**Exercise goal:**
Scan the data below for the string "filename". Show every line where it turns up.

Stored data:

-- Opening Marker --

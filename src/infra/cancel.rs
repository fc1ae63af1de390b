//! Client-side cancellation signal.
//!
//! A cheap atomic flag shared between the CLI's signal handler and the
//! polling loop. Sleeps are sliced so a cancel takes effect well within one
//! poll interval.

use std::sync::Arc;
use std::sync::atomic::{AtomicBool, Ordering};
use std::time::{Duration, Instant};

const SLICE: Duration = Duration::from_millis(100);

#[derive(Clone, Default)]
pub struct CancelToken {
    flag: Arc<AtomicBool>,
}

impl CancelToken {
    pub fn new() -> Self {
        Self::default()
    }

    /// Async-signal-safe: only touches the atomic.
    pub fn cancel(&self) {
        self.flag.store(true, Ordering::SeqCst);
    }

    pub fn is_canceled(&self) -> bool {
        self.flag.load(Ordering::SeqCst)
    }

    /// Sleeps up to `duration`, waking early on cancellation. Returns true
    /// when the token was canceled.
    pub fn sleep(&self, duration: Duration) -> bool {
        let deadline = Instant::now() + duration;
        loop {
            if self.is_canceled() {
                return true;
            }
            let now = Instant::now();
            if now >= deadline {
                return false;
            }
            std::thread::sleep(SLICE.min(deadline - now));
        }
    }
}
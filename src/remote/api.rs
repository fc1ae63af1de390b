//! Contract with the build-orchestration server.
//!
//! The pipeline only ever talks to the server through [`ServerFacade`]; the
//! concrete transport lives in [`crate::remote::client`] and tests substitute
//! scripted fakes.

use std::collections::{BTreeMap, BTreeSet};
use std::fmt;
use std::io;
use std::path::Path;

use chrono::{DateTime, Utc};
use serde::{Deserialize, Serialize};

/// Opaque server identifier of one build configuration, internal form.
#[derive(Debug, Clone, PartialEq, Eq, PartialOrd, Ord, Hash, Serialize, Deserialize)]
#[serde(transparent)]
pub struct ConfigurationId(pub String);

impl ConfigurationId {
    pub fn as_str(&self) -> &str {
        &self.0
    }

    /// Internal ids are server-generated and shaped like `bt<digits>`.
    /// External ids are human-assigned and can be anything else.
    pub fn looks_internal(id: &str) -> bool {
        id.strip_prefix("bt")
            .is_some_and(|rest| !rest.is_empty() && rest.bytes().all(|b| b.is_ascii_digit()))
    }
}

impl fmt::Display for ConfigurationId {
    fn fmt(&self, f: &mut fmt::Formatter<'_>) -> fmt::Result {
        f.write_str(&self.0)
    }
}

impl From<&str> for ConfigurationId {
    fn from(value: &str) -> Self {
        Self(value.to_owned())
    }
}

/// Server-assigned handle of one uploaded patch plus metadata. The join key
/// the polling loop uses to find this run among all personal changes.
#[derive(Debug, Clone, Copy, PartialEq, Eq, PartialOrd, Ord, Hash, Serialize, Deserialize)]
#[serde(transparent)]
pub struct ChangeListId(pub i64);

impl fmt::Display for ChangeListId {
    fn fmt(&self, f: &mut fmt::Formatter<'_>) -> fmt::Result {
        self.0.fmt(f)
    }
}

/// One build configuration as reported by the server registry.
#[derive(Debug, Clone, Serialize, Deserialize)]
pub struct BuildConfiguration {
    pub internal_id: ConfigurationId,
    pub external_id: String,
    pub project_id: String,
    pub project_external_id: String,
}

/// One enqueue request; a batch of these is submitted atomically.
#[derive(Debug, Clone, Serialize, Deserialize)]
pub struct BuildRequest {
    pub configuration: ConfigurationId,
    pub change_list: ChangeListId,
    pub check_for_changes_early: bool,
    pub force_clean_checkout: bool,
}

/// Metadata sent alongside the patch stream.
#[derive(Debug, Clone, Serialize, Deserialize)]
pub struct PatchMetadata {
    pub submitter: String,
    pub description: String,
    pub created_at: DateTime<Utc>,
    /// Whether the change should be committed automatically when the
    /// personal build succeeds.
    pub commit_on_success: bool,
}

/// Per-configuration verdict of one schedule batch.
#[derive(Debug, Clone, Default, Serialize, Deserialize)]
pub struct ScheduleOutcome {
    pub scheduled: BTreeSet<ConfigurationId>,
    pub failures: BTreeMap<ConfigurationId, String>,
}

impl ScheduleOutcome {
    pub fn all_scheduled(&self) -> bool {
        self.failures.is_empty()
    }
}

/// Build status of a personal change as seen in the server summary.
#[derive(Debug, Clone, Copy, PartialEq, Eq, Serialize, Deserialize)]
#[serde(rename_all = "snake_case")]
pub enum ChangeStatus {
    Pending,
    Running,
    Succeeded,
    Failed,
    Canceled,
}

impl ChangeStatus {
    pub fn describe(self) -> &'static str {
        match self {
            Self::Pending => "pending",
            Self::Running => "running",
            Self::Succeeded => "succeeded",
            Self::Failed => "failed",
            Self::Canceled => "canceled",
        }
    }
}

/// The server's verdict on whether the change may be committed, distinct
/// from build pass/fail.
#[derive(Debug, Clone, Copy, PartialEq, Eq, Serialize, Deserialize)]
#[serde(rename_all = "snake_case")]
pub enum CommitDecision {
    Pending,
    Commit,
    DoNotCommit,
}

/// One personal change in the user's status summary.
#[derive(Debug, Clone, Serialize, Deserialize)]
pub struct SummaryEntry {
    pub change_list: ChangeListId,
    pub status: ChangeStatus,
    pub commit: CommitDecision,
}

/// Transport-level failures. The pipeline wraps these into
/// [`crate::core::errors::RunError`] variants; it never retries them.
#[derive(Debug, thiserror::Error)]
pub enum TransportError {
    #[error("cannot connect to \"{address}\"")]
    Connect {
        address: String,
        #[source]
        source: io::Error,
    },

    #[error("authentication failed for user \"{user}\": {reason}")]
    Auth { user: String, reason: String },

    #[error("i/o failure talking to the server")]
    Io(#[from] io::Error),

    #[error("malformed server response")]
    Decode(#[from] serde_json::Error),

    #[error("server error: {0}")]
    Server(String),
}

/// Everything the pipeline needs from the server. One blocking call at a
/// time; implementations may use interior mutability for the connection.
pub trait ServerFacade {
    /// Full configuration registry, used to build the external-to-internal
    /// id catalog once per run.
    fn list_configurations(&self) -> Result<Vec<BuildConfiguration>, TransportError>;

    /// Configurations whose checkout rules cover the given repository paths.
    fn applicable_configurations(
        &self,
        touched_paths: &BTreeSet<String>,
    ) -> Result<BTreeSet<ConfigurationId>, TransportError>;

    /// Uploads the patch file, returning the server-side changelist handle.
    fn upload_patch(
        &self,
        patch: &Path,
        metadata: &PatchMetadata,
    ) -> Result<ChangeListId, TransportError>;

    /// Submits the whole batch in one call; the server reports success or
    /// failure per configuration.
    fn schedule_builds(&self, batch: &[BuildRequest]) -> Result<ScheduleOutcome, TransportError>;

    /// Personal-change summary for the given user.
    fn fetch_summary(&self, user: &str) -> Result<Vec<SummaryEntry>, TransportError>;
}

-- Closing Marker --

**Reply to the exercise:**
filename src/infra/cancel.rs
filename src/remote/api.rs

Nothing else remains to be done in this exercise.